KILLINGTON — The town economy is growing, according to local business owners, and with that growth comes a greater need for bus service to ferry workers between their jobs and Rutland.
The Select Board plans to discuss asking The Bus to extend its service throughout the summer. Selectman Jim Haff said at a board meeting on May 7 that he recently met with several business owners, people from the Killington Pico Area Association, Killington Mountain Resort and The Bus to talk about extending service.
Haff said The Bus doesn’t run past 6 p.m. between Easter and Thanksgiving. Haff asked the board to schedule the matter for a full discussion at its next regular meeting on May 21, to which it agreed.
Haff said the Agency of Transportation (AOT) has a grant available to cover the cost. With no assistance, the price would be about $53,000, Haff said. With the AOT grant, only approximately $11,000 would be needed for the match.
Mike Coppinger, executive director of the Killington Pico Area Association, said Tuesday he believes the town, ski resort and potentially local business owners will figure out a way to come up with the $11,000 needed to extend The Bus service, as all would benefit from it.
“Lots of business owners have been talking about it,” he said. “It’s difficult to get workers up here, lots of them live in Rutland.”
Christopher Karr, a member of the town Planning Commission who owns The Foundry, Jax Food and Games, Charity’s Tavern & Restaurant and Pickle Barrel Nightclub, said Tuesday in an interview the town’s economy has changed in the past 10 years, thanks in large part to the development of Killington Ski Resort as a year-round operation.
He said fall and winter workers take The Bus without issue, for the most part, but now restaurants and the like are keeping their doors open in the summer, which is a problem when The Bus stops at 6 p.m. and people’s shifts are ending hours later.

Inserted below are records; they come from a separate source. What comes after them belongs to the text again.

impl AuditWorker {
    pub fn new(config: AuditConfig, sink: Arc<dyn AuditSink>) -> Self {
        Self {
            backoff: BackoffPolicy::from(&config),
            persisted: tokio::sync::Mutex::new(PersistedHashes::new(config.dedup_window)),
            queue: Mutex::new(VecDeque::with_capacity(config.queue_capacity)),
            config,
            sink,
            wake: Notify::new(),
            processed: AtomicU64::new(0),
            dropped: AtomicU64::new(0),
            rejected: AtomicU64::new(0),
            duplicates: AtomicU64::new(0),
            failures: AtomicU64::new(0),
            failed_entries: AtomicU64::new(0),
            running: AtomicBool::new(false),
            status: Mutex::new(FlushStatus::default()),
        }
    }

    pub fn is_enabled(&self) -> bool {
        self.config.enabled
    }

    pub fn is_running(&self) -> bool {
        self.running.load(Ordering::SeqCst)
    }

    /// Submit an entry. Never blocks and never fails observably.
    ///
    /// Invalid entries are counted as rejected; entries arriving at a full
    /// queue are counted as dropped.
    pub fn add_audit_log(&self, mut entry: AuditLogEntry) {
        if !self.config.enabled {
            tracing::trace!(message = %entry.message, "Audit worker disabled, discarding entry");
            return;
        }

        if let Err(e) = entry.validate() {
            self.rejected.fetch_add(1, Ordering::Relaxed);
            metrics::record_audit_entry("rejected");
            tracing::warn!(error = %e, "Audit entry rejected");
            return;
        }
        entry.content_hash = Some(entry.compute_hash());

        let queued_len = {
            let mut queue = self.queue.lock();
            if queue.len() >= self.config.queue_capacity {
                None
            } else {
                queue.push_back(entry);
                Some(queue.len())
            }
        };

        match queued_len {
            Some(len) => {
                metrics::record_audit_entry("queued");
                metrics::record_audit_queue_size(len);
                if len >= self.config.flush_batch_size {
                    self.wake.notify_one();
                }
            }
            None => {
                let dropped = self.dropped.fetch_add(1, Ordering::Relaxed) + 1;
                metrics::record_audit_entry("dropped");
                let err = WorkerError::CapacityExceeded {
                    capacity: self.config.queue_capacity,
                };
                tracing::debug!(error = %err, total_dropped = dropped, "Dropping audit entry");
            }
        }
    }

    /// Build and submit an entry in one call.
    pub fn log(&self, level: AuditLevel, message: impl Into<String>) {
        self.add_audit_log(AuditLogEntry::new(level, message));
    }

    pub fn queue_size(&self) -> usize {
        self.queue.lock().len()
    }

    /// Run one flush cycle now. Returns how many entries were persisted.
    pub async fn flush_now(&self) -> Result<usize, WorkerError> {
        let mut persisted = self.persisted.lock().await;

        let mut batch: Vec<AuditLogEntry> = {
            let mut queue = self.queue.lock();
            Vec::from(std::mem::take(&mut *queue))
        };
        metrics::record_audit_queue_size(self.queue_size());

        let before = batch.len();
        let mut in_batch = HashSet::with_capacity(before);
        batch.retain(|entry| {
            let hash = entry.hash();
            !persisted.contains(&hash) && in_batch.insert(hash)
        });
        let skipped = before - batch.len();
        if skipped > 0 {
            self.duplicates.fetch_add(skipped as u64, Ordering::Relaxed);
            metrics::record_audit_duplicates(skipped);
            tracing::debug!(skipped, "Skipped already persisted audit entries");
        }

        if batch.is_empty() {
            self.status.lock().last_flush = Some(Utc::now());
            return Ok(0);
        }

        match self.persist_with_retry(&batch).await {
            Ok(()) => {
                for entry in &batch {
                    persisted.insert(entry.hash());
                }
                self.processed.fetch_add(batch.len() as u64, Ordering::Relaxed);
                {
                    let mut status = self.status.lock();
                    status.last_flush = Some(Utc::now());
                    status.last_error = None;
                }
                metrics::record_audit_flush("success", batch.len());
                tracing::debug!(entries = batch.len(), "Audit batch persisted");
                Ok(batch.len())
            }
            Err(e) => {
                self.failures.fetch_add(1, Ordering::Relaxed);
                self.failed_entries.fetch_add(batch.len() as u64, Ordering::Relaxed);
                self.status.lock().last_error = Some(e.to_string());
                metrics::record_audit_flush("failure", batch.len());
                tracing::error!(entries = batch.len(), error = %e, "Dropping audit batch");
                Err(e)
            }
        }
    }

    async fn persist_with_retry(&self, batch: &[AuditLogEntry]) -> Result<(), WorkerError> {
        let mut retry = 0;
        loop {
            match self.sink.persist(batch).await {
                Ok(()) => return Ok(()),
                Err(e) if retry >= self.backoff.max_retries => {
                    return Err(WorkerError::TransientSinkFailure {
                        attempts: retry + 1,
                        reason: e.to_string(),
                    });
                }
                Err(e) => {
                    retry += 1;
                    let delay = self.backoff.delay(retry);
                    tracing::warn!(retry, delay = ?delay, error = %e, "Audit sink failed, retrying");
                    time::sleep(delay).await;
                }
            }
        }
    }

    pub fn metrics(&self) -> AuditMetrics {
        let (last_flush, last_error) = {
            let status = self.status.lock();
            (status.last_flush, status.last_error.clone())
        };
        AuditMetrics {
            total_processed: self.processed.load(Ordering::Relaxed),
            total_dropped: self.dropped.load(Ordering::Relaxed),
            total_rejected: self.rejected.load(Ordering::Relaxed),
            total_duplicates: self.duplicates.load(Ordering::Relaxed),
            failure_count: self.failures.load(Ordering::Relaxed),
            failed_entries: self.failed_entries.load(Ordering::Relaxed),
            queue_size: self.queue_size(),
            queue_capacity: self.config.queue_capacity,
            last_flush,
            last_error,
            config: self.config.clone(),
        }
    }

    /// Healthy while running and the latest flush did not exhaust its retries.
    pub fn health(&self) -> WorkerHealth {
        let queue_size = self.queue_size();
        let running = self.is_running();
        let status = self.status.lock();
        WorkerHealth {
            enabled: self.config.enabled,
            running,
            healthy: running && status.last_error.is_none(),
            queue_size,
            queue_capacity: self.config.queue_capacity,
            last_run: status.last_flush,
            error: status.last_error.clone(),
        }
    }

    /// Spawn the flush loop on `runtime`.
    pub fn spawn(
        self: &Arc<Self>,
        runtime: &Handle,
        shutdown: broadcast::Receiver<()>,
    ) -> JoinHandle<()> {
        self.running.store(true, Ordering::SeqCst);
        let worker = Arc::clone(self);
        runtime.spawn(async move {
            let _running = RunningGuard::new(&worker.running);
            worker.run(shutdown).await;
        })
    }

    async fn run(&self, mut shutdown: broadcast::Receiver<()>) {
        let period = self.config.flush_interval();
        let mut ticker = time::interval_at(Instant::now() + period, period);
        ticker.set_missed_tick_behavior(MissedTickBehavior::Delay);

        tracing::info!(
            capacity = self.config.queue_capacity,
            interval_ms = self.config.flush_interval_ms,
            "Audit worker starting"
        );

        loop {
            tokio::select! {
                _ = ticker.tick() => {
                    let _ = self.flush_now().await;
                }
                _ = self.wake.notified() => {
                    let _ = self.flush_now().await;
                }
                _ = shutdown.recv() => {
                    tracing::info!("Audit worker received shutdown signal, draining queue");
                    break;
                }
            }
        }

        let _ = self.flush_now().await;
        tracing::info!(pending = self.queue_size(), "Audit worker stopped");
    }
}
//! Sink that emits audit entries as tracing events.

use async_trait::async_trait;

use crate::sinks::{AuditSink, SinkError};
use crate::workers::entry::{AuditLevel, AuditLogEntry};

/// Forwards entries to the `audit` tracing target. Never fails.
#[derive(Debug, Default, Clone, Copy)]
pub struct TracingSink;

#[async_trait]
impl AuditSink for TracingSink {
    async fn persist(&self, batch: &[AuditLogEntry]) -> Result<(), SinkError> {
        for entry in batch {
            let attributes = serde_json::to_string(&entry.attributes)?;
            match entry.level {
                AuditLevel::Debug => tracing::debug!(target: "audit", timestamp = %entry.timestamp, %attributes, "{}", entry.message),
                AuditLevel::Info => tracing::info!(target: "audit", timestamp = %entry.timestamp, %attributes, "{}", entry.message),
                AuditLevel::Warn => tracing::warn!(target: "audit", timestamp = %entry.timestamp, %attributes, "{}", entry.message),
                AuditLevel::Error => tracing::error!(target: "audit", timestamp = %entry.timestamp, %attributes, "{}", entry.message),
            }
        }
        Ok(())
    }
}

Some businesses, like his, have their own vans, but some workers clock out later than others, making this a less-than-ideal option.

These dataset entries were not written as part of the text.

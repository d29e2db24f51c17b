//! Per-service call statistics.
//!
//! # Responsibilities
//! - Count requests, errors and cumulative latency for one service
//! - Produce consistent point-in-time snapshots
//!
//! # Design Decisions
//! - Counters are plain atomics; recording never takes a lock
//! - Writers bump the request count before the error count, readers load
//!   the error count first, so a snapshot never shows more errors than requests

use arc_swap::ArcSwapOption;
use chrono::{DateTime, Utc};
use serde::Serialize;
use std::sync::atomic::{AtomicU16, AtomicU64, Ordering};
use std::sync::Arc;
use std::time::Duration;

/// Status codes at or above this count as errors.
pub const ERROR_STATUS_THRESHOLD: u16 = 400;

/// Live counters for a single service.
#[derive(Debug)]
pub struct ServiceEntry {
    name: String,
    base_path: ArcSwapOption<String>,
    request_count: AtomicU64,
    error_count: AtomicU64,
    /// Cumulative latency in microseconds.
    total_latency_us: AtomicU64,
    /// 0 until the first call is recorded.
    last_status_code: AtomicU16,
    started_at: DateTime<Utc>,
}

impl ServiceEntry {
    pub fn new(name: impl Into<String>, base_path: Option<String>) -> Self {
        Self {
            name: name.into(),
            base_path: ArcSwapOption::from(base_path.map(Arc::new)),
            request_count: AtomicU64::new(0),
            error_count: AtomicU64::new(0),
            total_latency_us: AtomicU64::new(0),
            last_status_code: AtomicU16::new(0),
            started_at: Utc::now(),
        }
    }

    pub fn name(&self) -> &str {
        &self.name
    }

    pub fn set_base_path(&self, base_path: impl Into<String>) {
        self.base_path.store(Some(Arc::new(base_path.into())));
    }

    /// Record one completed call.
    pub fn record(&self, status_code: u16, latency: Duration) {
        let latency_us = u64::try_from(latency.as_micros()).unwrap_or(u64::MAX);

        self.request_count.fetch_add(1, Ordering::SeqCst);
        self.total_latency_us.fetch_add(latency_us, Ordering::SeqCst);
        if status_code >= ERROR_STATUS_THRESHOLD {
            self.error_count.fetch_add(1, Ordering::SeqCst);
        }
        self.last_status_code.store(status_code, Ordering::Relaxed);
    }

    /// Take a consistent snapshot of the counters.
    pub fn snapshot(&self) -> ServiceStats {
        let error_count = self.error_count.load(Ordering::SeqCst);
        let total_latency_us = self.total_latency_us.load(Ordering::SeqCst);
        let request_count = self.request_count.load(Ordering::SeqCst);
        let last_status_code = match self.last_status_code.load(Ordering::Relaxed) {
            0 => None,
            code => Some(code),
        };

        ServiceStats {
            name: self.name.clone(),
            base_path: self.base_path.load_full().map(|p| p.as_ref().clone()),
            request_count,
            error_count,
            total_latency_us,
            last_status_code,
            started_at: self.started_at,
        }
    }
}

/// Point-in-time statistics for one service.
#[derive(Debug, Clone, PartialEq, Serialize)]
pub struct ServiceStats {
    pub name: String,
    pub base_path: Option<String>,
    pub request_count: u64,
    pub error_count: u64,
    pub total_latency_us: u64,
    pub last_status_code: Option<u16>,
    pub started_at: DateTime<Utc>,
}

impl ServiceStats {
    /// Fraction of calls that returned an error status. Zero without calls.
    pub fn error_rate(&self) -> f64 {
        if self.request_count == 0 {
            return 0.0;
        }
        self.error_count as f64 / self.request_count as f64
    }

    pub fn total_latency(&self) -> Duration {
        Duration::from_micros(self.total_latency_us)
    }

    /// Mean latency per call. Zero without calls.
    pub fn average_latency(&self) -> Duration {
        match self.request_count {
            0 => Duration::ZERO,
            n => Duration::from_micros(self.total_latency_us / n),
        }
    }
}

#[cfg(test)]
mod tests {
    use super::*;

    #[test]
    fn test_error_rate_and_average_latency() {
        let entry = ServiceEntry::new("svc1", None);
        for _ in 0..8 {
            entry.record(200, Duration::from_millis(50));
        }
        for _ in 0..2 {
            entry.record(500, Duration::from_millis(300));
        }

        let stats = entry.snapshot();
        assert_eq!(stats.request_count, 10);
        assert_eq!(stats.error_count, 2);
        assert_eq!(stats.error_rate(), 0.2);
        assert_eq!(stats.average_latency(), Duration::from_millis(100));
        assert_eq!(stats.total_latency(), Duration::from_millis(1000));
        assert_eq!(stats.last_status_code, Some(500));
    }

    #[test]
    fn test_client_errors_count_as_errors() {
        let entry = ServiceEntry::new("files", Some("/api/files".into()));
        entry.record(404, Duration::from_millis(1));
        entry.record(399, Duration::from_millis(1));

        let stats = entry.snapshot();
        assert_eq!(stats.error_count, 1);
        assert_eq!(stats.base_path.as_deref(), Some("/api/files"));
    }

    #[test]
    fn test_empty_snapshot() {
        let stats = ServiceEntry::new("idle", None).snapshot();
        assert_eq!(stats.error_rate(), 0.0);
        assert_eq!(stats.average_latency(), Duration::ZERO);
        assert_eq!(stats.last_status_code, None);
    }
}
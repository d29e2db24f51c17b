//! Append-only JSON-lines file sink.

use async_trait::async_trait;
use std::path::{Path, PathBuf};
use tokio::fs::OpenOptions;
use tokio::io::AsyncWriteExt;
use tokio::sync::Mutex;

use crate::sinks::{AuditSink, SinkError};
use crate::workers::entry::AuditLogEntry;

/// Writes each entry as one JSON object per line.
///
/// A batch is serialized up front and written with a single call, so a
/// serialization failure never leaves a partial batch in the file. A failed
/// write is rolled back by truncating to the pre-write length. When that
/// truncation also fails (the file is not a regular file, or the disk is
/// gone), a retry can repeat lines already written.
#[derive(Debug)]
pub struct JsonLinesSink {
    path: PathBuf,
    write_lock: Mutex<()>,
}

impl JsonLinesSink {
    pub fn new(path: impl Into<PathBuf>) -> Self {
        Self {
            path: path.into(),
            write_lock: Mutex::new(()),
        }
    }

    pub fn path(&self) -> &Path {
        &self.path
    }
}

#[async_trait]
impl AuditSink for JsonLinesSink {
    async fn persist(&self, batch: &[AuditLogEntry]) -> Result<(), SinkError> {
        let mut buf = Vec::with_capacity(batch.len() * 128);
        for entry in batch {
            serde_json::to_writer(&mut buf, entry)?;
            buf.push(b'\n');
        }

        let _guard = self.write_lock.lock().await;
        let mut file = OpenOptions::new()
            .create(true)
            .append(true)
            .open(&self.path)
            .await?;
        let start = file.metadata().await?.len();
        let written = async {
            file.write_all(&buf).await?;
            file.flush().await
        }
        .await;

        if let Err(e) = written {
            // Drop any partial tail so the retried batch is not appended twice.
            if let Err(trunc) = file.set_len(start).await {
                tracing::warn!(
                    path = %self.path.display(),
                    error = %trunc,
                    "Could not roll back partial audit write; the file may hold duplicate lines"
                );
            }
            return Err(e.into());
        }

        tracing::debug!(path = %self.path.display(), entries = batch.len(), "Audit batch written");
        Ok(())
    }
}
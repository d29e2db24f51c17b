//! Cleanup sweep tasks.
//!
//! # Data Flow
//! ```text
//! CleanupWorker (scheduled tick or manual trigger)
//!     → Sweeper::sweep for each registered sweeper, in order
//!     → removed count or error per sweeper
//! ```
//!
//! # Design Decisions
//! - Sweeps are idempotent: running twice in a row removes nothing the
//!   second time
//! - A sweeper reports how many records it removed, not which ones

pub mod file_retention;

use async_trait::async_trait;
use thiserror::Error;

pub use file_retention::FileRetentionSweeper;

/// Errors returned by a sweeper.
#[derive(Debug, Error)]
pub enum SweepError {
    #[error("IO error: {0}")]
    Io(#[from] std::io::Error),

    #[error("{0}")]
    Failed(String),
}

/// One idempotent maintenance task.
#[async_trait]
pub trait Sweeper: Send + Sync {
    /// Name used in logs and reports.
    fn name(&self) -> &str;

    /// Purge expired records. Returns how many were removed.
    async fn sweep(&self) -> Result<u64, SweepError>;
}
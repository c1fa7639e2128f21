use tokio_util::sync::CancellationToken;

use crate::client::{LocalskillsClient, NO_BODY};
use crate::error::ApiError;
use crate::http::HttpMethod;
use crate::query::segment;
use crate::types::{
    CreateInvitationRequest, CreateTenantRequest, Tenant, TenantInvitation, TenantWithRole,
    UpdateTenantRequest,
};

impl LocalskillsClient {
    pub async fn create_tenant(
        &self,
        cancel: &CancellationToken,
        request: &CreateTenantRequest,
    ) -> Result<Tenant, ApiError> {
        self.fetch(cancel, HttpMethod::Post, "/api/tenants", Some(request))
            .await
    }

    /// Tenants the caller belongs to. There is no single-tenant read, so
    /// lookups filter this list.
    pub async fn list_tenants(
        &self,
        cancel: &CancellationToken,
    ) -> Result<Vec<TenantWithRole>, ApiError> {
        self.fetch_list(cancel, HttpMethod::Get, "/api/tenants", NO_BODY)
            .await
    }

    pub async fn update_tenant(
        &self,
        cancel: &CancellationToken,
        tenant_id: &str,
        request: &UpdateTenantRequest,
    ) -> Result<Tenant, ApiError> {
        let path = format!("/api/tenants/{}", segment(tenant_id));
        self.fetch(cancel, HttpMethod::Patch, &path, Some(request)).await
    }

    pub async fn create_invitation(
        &self,
        cancel: &CancellationToken,
        tenant_id: &str,
        request: &CreateInvitationRequest,
    ) -> Result<TenantInvitation, ApiError> {
        let path = format!("/api/tenants/{}/invitations", segment(tenant_id));
        self.fetch(cancel, HttpMethod::Post, &path, Some(request)).await
    }

    pub async fn list_invitations(
        &self,
        cancel: &CancellationToken,
        tenant_id: &str,
    ) -> Result<Vec<TenantInvitation>, ApiError> {
        let path = format!("/api/tenants/{}/invitations", segment(tenant_id));
        self.fetch_list(cancel, HttpMethod::Get, &path, NO_BODY).await
    }
}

Karr said he’s confident some arrangement will be made to cover the $11,000 match. Killington’s infrastructure needs have been increasing steadily, owing to the growth of the resort.
In the past several years, Killington Mountain Ski Resort has made several announcements about multi-million dollar investments in its infrastructure.

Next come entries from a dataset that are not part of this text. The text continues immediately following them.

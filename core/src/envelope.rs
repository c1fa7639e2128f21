//! The `{success, data, error}` wrapper every Localskills endpoint returns.
//!
//! # Design
//! The HTTP status and the `success` flag are independent failure signals:
//! the backend answers some validation failures with `200 OK` and
//! `success: false`. [`Outcome`] folds both into one value so the decoding
//! rules live in a single `match` instead of nested checks.

use serde::de::{DeserializeOwned, IgnoredAny};
use serde::{Deserialize, Serialize};

use crate::error::ApiError;

/// Wire envelope. `data` and `error` are omitted when absent; an explicit
/// `null` reads the same as absent.
#[derive(Debug, Clone, Serialize, Deserialize, PartialEq)]
pub struct Envelope<T> {
    #[serde(default)]
    pub success: bool,
    #[serde(skip_serializing_if = "Option::is_none")]
    pub data: Option<T>,
    #[serde(skip_serializing_if = "Option::is_none")]
    pub error: Option<String>,
}

impl<T> Envelope<T> {
    pub fn ok(data: T) -> Self {
        Self {
            success: true,
            data: Some(data),
            error: None,
        }
    }
}

/// Result of interpreting one final HTTP response.
#[derive(Debug)]
pub enum Outcome<T> {
    /// Success; `None` when the envelope carried no `data`.
    Ok(Option<T>),
    /// HTTP status >= 400, or `success: false` under any status.
    Failure { status: u16, message: String },
    /// A success status whose body is not a valid envelope of `T`.
    Malformed(serde_json::Error),
}

impl<T: DeserializeOwned> Outcome<T> {
    pub fn classify(status: u16, body: &[u8]) -> Self {
        if status >= 400 {
            return Outcome::Failure {
                status,
                message: error_message(body),
            };
        }

        match serde_json::from_slice::<Envelope<T>>(body) {
            Err(err) => Outcome::Malformed(err),
            Ok(envelope) if !envelope.success => Outcome::Failure {
                status,
                message: envelope
                    .error
                    .filter(|message| !message.is_empty())
                    .unwrap_or_else(|| String::from_utf8_lossy(body).into_owned()),
            },
            Ok(envelope) => Outcome::Ok(envelope.data),
        }
    }
}

impl<T> Outcome<T> {
    pub fn into_result(self) -> Result<Option<T>, ApiError> {
        match self {
            Outcome::Ok(data) => Ok(data),
            Outcome::Failure { status, message } => Err(ApiError::Api { status, message }),
            Outcome::Malformed(err) => Err(ApiError::Decode(err)),
        }
    }
}

/// Status-only classification for calls that never read the payload: any
/// status below 400 succeeds, whatever the body.
pub fn check_status(status: u16, body: &[u8]) -> Result<(), ApiError> {
    if status >= 400 {
        return Err(ApiError::Api {
            status,
            message: error_message(body),
        });
    }
    Ok(())
}

/// Best-effort message for an error status: the envelope's `error` field when
/// the body is an envelope with one, otherwise the raw body text.
fn error_message(body: &[u8]) -> String {
    serde_json::from_slice::<Envelope<IgnoredAny>>(body)
        .ok()
        .and_then(|envelope| envelope.error)
        .filter(|message| !message.is_empty())
        .unwrap_or_else(|| String::from_utf8_lossy(body).into_owned())
}

#[cfg(test)]
mod tests {
    use super::*;

    #[derive(Debug, Deserialize, PartialEq)]
    struct Item {
        id: String,
    }

    #[test]
    fn success_returns_data() {
        let outcome = Outcome::<Item>::classify(200, br#"{"success":true,"data":{"id":"a"}}"#);
        let data = outcome.into_result().unwrap();
        assert_eq!(data, Some(Item { id: "a".into() }));
    }

    #[test]
    fn absent_or_null_data_is_none() {
        let absent = Outcome::<Vec<Item>>::classify(200, br#"{"success":true}"#);
        assert!(absent.into_result().unwrap().is_none());

        let null = Outcome::<Vec<Item>>::classify(201, br#"{"success":true,"data":null}"#);
        assert!(null.into_result().unwrap().is_none());
    }

    #[test]
    fn success_false_under_200_is_a_typed_error() {
        let body = br#"{"success":false,"error":"operation failed"}"#;
        for _ in 0..2 {
            let err = Outcome::<Item>::classify(200, body).into_result().unwrap_err();
            assert_eq!(err.status(), Some(200));
            assert_eq!(err.message(), Some("operation failed"));
        }
    }

    #[test]
    fn error_status_prefers_envelope_message() {
        let body = br#"{"success":false,"error":"name is required"}"#;
        let err = Outcome::<Item>::classify(400, body).into_result().unwrap_err();
        assert_eq!(err.status(), Some(400));
        assert_eq!(err.message(), Some("name is required"));
    }

    #[test]
    fn error_status_falls_back_to_raw_body() {
        let err = Outcome::<Item>::classify(404, b"<html>not found</html>")
            .into_result()
            .unwrap_err();
        assert!(err.is_not_found());
        assert_eq!(err.message(), Some("<html>not found</html>"));

        let err = Outcome::<Item>::classify(403, br#"{"success":false}"#)
            .into_result()
            .unwrap_err();
        assert!(err.is_unauthorized());
        assert_eq!(err.message(), Some(r#"{"success":false}"#));
    }

    #[test]
    fn error_status_ignores_data_shape() {
        let body = br#"{"success":false,"error":"conflict","data":[1,2,3]}"#;
        let err = Outcome::<Item>::classify(409, body).into_result().unwrap_err();
        assert_eq!(err.message(), Some("conflict"));
    }

    #[test]
    fn malformed_success_body_is_a_decode_error() {
        let err = Outcome::<Item>::classify(200, b"not json").into_result().unwrap_err();
        assert!(matches!(err, ApiError::Decode(_)));

        let err = Outcome::<Item>::classify(200, br#"{"success":true,"data":{"id":7}}"#)
            .into_result()
            .unwrap_err();
        assert!(matches!(err, ApiError::Decode(_)));
    }

    #[test]
    fn status_check_ignores_success_bodies() {
        assert!(check_status(204, b"").is_ok());
        assert!(check_status(200, b"not json").is_ok());

        let err = check_status(404, br#"{"success":false,"error":"skill not found"}"#).unwrap_err();
        assert!(err.is_not_found());
        assert_eq!(err.message(), Some("skill not found"));
    }

    #[test]
    fn envelope_omits_absent_fields() {
        let json = serde_json::to_string(&Envelope::ok(1)).unwrap();
        assert_eq!(json, r#"{"success":true,"data":1}"#);
    }
}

Many have involved snowmaking and things that cater to skiers and snowboarders, but it’s also made investments in bicycling and other warm-weather activities.
Karr said in the past few years the town has moved from relying on elected constables to having a full-time police chief. It’s also working on building a new public safety building to house the fire department and police. In terms of transportation, the Planning Commission has looked at bus pull-offs and bus shelters.